• _Exercise prompt_
Count every line below that contains "bool", then give that count and nothing else.

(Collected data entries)
BEGIN

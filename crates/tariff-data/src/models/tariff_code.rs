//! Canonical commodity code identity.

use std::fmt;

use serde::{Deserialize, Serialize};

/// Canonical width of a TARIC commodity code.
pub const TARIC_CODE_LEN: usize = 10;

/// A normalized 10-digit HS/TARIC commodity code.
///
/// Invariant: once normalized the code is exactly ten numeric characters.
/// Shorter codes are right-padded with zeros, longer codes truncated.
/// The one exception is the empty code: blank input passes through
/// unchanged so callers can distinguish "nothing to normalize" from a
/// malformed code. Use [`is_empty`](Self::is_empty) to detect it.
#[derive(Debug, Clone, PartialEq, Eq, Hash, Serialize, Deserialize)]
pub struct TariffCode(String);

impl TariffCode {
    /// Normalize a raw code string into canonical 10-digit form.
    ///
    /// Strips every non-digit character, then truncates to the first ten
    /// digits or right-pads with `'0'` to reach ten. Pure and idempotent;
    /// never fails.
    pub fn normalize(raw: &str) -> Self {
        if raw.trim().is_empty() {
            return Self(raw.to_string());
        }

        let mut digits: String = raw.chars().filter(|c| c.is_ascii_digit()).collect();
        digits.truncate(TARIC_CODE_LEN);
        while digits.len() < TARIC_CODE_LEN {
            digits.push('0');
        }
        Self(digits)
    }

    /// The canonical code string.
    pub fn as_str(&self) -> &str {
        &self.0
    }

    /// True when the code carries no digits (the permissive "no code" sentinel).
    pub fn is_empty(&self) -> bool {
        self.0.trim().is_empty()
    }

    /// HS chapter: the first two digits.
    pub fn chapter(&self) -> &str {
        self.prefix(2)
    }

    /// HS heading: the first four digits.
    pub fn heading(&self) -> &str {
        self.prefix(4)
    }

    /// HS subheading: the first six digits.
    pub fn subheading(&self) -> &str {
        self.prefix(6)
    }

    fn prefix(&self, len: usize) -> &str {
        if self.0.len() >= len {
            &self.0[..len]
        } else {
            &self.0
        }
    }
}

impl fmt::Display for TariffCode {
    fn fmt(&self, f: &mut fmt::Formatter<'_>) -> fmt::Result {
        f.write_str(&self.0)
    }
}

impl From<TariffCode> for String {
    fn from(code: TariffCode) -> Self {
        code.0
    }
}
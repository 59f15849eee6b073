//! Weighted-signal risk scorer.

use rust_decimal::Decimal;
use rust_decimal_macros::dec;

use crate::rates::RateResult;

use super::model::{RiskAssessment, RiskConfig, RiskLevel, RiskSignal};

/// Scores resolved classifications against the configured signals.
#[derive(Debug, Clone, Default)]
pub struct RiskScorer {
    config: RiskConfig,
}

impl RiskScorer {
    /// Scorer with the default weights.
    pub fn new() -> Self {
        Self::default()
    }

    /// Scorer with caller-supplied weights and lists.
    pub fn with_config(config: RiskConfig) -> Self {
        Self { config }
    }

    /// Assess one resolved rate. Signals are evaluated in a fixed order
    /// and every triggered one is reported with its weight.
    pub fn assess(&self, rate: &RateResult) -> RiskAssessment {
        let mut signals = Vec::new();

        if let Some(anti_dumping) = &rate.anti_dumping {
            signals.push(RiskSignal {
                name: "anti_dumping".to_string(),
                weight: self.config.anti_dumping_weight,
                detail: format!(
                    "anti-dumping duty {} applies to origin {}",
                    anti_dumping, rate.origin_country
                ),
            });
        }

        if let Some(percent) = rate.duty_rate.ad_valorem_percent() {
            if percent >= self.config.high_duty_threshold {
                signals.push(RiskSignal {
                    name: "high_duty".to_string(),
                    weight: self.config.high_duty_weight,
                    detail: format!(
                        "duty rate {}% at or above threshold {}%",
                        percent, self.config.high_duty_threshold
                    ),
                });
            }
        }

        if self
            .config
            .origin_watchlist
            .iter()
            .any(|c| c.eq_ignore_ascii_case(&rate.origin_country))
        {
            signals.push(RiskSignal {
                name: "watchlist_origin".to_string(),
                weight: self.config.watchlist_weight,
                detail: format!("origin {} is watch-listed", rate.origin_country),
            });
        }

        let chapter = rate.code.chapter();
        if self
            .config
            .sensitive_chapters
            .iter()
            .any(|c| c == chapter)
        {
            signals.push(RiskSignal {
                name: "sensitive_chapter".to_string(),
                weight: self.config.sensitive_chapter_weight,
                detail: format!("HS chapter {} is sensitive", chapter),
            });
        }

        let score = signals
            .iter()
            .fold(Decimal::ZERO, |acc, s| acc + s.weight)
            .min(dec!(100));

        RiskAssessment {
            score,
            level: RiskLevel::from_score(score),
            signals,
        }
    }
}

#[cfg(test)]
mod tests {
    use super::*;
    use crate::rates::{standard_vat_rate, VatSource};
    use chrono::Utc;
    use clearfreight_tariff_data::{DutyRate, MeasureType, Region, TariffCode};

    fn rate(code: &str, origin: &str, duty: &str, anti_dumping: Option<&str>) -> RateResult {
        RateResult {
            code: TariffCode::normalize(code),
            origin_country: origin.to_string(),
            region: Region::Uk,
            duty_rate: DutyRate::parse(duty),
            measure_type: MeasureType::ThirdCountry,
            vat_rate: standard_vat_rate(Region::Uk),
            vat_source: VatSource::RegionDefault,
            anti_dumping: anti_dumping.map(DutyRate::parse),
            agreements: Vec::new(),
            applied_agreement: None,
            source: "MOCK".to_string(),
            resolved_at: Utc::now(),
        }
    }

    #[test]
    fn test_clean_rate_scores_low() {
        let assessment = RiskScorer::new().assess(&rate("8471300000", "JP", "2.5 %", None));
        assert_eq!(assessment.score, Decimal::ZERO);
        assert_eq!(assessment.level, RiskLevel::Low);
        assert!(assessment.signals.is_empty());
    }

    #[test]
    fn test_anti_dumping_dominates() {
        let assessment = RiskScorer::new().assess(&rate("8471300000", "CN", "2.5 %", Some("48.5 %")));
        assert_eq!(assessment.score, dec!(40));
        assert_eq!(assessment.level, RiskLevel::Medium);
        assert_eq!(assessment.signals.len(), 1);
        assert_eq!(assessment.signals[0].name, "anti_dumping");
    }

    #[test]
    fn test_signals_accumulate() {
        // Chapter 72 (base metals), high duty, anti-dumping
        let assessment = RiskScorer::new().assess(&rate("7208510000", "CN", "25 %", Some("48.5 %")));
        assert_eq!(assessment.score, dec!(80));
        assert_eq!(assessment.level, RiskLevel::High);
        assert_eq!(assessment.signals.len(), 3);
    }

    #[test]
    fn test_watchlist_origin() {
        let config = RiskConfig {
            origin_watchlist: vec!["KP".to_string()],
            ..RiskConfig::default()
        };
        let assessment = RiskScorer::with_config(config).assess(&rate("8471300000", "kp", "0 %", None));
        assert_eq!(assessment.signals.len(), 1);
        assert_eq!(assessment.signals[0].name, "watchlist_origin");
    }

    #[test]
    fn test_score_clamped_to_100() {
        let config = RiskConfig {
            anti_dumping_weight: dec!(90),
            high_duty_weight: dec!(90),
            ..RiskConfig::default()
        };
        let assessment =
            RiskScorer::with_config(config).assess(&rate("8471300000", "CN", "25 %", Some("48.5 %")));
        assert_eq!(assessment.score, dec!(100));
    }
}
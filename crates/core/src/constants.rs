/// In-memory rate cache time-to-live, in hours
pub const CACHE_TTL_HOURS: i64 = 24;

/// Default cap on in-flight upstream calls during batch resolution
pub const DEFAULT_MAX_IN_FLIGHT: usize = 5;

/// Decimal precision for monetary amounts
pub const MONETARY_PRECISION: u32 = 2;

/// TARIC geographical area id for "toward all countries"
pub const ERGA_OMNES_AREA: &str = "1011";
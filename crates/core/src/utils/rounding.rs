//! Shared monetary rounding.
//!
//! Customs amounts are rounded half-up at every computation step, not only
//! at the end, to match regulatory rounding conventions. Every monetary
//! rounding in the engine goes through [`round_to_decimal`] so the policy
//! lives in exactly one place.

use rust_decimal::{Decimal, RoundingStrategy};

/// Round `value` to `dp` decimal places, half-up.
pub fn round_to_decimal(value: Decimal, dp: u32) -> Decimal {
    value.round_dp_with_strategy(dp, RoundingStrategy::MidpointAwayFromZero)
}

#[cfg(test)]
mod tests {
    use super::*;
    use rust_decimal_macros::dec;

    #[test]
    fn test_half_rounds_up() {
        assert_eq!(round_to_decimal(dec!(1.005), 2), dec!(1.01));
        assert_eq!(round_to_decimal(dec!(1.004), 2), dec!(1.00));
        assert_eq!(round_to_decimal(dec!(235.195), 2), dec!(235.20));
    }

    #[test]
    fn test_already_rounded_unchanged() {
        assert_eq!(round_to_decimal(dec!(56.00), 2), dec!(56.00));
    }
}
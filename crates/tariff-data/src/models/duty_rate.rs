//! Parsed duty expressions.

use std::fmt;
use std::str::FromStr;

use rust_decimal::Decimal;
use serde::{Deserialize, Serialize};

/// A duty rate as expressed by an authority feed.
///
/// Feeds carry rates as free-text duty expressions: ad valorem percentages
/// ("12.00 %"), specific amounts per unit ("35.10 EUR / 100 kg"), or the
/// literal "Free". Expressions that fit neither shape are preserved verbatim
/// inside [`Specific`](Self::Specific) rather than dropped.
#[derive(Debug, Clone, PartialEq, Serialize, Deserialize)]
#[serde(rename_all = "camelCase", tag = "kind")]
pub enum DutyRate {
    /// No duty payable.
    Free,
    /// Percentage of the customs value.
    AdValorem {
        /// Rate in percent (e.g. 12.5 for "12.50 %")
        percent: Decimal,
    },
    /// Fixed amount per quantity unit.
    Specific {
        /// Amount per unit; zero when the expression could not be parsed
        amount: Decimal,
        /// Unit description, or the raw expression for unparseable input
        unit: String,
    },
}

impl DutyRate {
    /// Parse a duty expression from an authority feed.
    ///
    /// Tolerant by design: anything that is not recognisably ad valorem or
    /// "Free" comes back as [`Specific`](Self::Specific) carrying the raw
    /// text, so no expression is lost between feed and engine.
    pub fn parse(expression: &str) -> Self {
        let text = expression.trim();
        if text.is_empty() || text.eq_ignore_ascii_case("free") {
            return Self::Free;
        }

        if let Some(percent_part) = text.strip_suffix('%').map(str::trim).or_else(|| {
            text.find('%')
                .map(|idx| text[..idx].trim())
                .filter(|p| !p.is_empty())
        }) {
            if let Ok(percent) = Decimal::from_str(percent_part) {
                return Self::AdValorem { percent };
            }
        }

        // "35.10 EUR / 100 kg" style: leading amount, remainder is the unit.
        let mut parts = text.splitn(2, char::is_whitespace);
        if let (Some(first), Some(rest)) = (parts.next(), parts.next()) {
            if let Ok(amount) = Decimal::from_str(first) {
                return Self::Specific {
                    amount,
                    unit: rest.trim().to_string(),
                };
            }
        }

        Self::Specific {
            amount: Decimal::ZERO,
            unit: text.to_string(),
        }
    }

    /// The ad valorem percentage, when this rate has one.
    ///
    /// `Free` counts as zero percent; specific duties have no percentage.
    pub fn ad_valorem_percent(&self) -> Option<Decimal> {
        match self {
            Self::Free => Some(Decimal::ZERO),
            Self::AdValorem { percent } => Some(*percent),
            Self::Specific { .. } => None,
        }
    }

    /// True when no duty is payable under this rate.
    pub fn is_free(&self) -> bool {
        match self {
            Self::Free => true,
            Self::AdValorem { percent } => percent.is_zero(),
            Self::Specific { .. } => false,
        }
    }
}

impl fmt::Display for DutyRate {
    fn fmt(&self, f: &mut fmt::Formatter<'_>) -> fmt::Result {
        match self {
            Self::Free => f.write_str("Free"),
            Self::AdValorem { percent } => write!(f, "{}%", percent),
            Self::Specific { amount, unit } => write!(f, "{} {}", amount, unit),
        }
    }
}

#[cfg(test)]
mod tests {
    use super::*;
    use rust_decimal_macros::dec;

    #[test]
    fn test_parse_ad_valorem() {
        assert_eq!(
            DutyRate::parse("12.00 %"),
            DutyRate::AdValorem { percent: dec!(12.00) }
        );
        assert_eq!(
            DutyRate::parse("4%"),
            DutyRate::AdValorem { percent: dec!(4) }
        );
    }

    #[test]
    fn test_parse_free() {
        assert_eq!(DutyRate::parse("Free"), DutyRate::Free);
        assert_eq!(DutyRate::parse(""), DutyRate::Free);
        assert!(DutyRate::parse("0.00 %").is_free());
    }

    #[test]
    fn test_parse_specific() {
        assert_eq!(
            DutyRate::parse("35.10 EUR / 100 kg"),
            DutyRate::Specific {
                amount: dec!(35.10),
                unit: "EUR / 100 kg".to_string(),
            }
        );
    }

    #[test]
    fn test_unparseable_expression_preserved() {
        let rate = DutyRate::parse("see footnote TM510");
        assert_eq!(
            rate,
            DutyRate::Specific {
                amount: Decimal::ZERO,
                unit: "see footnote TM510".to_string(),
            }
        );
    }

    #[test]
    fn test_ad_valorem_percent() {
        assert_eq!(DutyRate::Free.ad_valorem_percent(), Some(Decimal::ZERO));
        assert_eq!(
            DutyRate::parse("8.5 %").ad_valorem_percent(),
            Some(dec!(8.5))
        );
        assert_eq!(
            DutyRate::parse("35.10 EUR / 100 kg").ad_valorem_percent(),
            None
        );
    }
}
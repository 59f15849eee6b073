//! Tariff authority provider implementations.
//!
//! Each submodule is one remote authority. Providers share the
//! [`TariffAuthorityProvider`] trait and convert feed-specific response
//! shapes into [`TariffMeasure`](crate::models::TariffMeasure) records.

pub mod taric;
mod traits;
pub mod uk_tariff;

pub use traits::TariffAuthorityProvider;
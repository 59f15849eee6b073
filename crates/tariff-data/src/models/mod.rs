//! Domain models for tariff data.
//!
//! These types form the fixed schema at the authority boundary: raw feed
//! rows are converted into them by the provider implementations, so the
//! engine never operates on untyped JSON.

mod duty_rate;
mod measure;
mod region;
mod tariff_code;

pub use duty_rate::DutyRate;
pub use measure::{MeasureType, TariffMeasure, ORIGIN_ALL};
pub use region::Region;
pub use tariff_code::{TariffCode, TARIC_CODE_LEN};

END

• _Your response_
2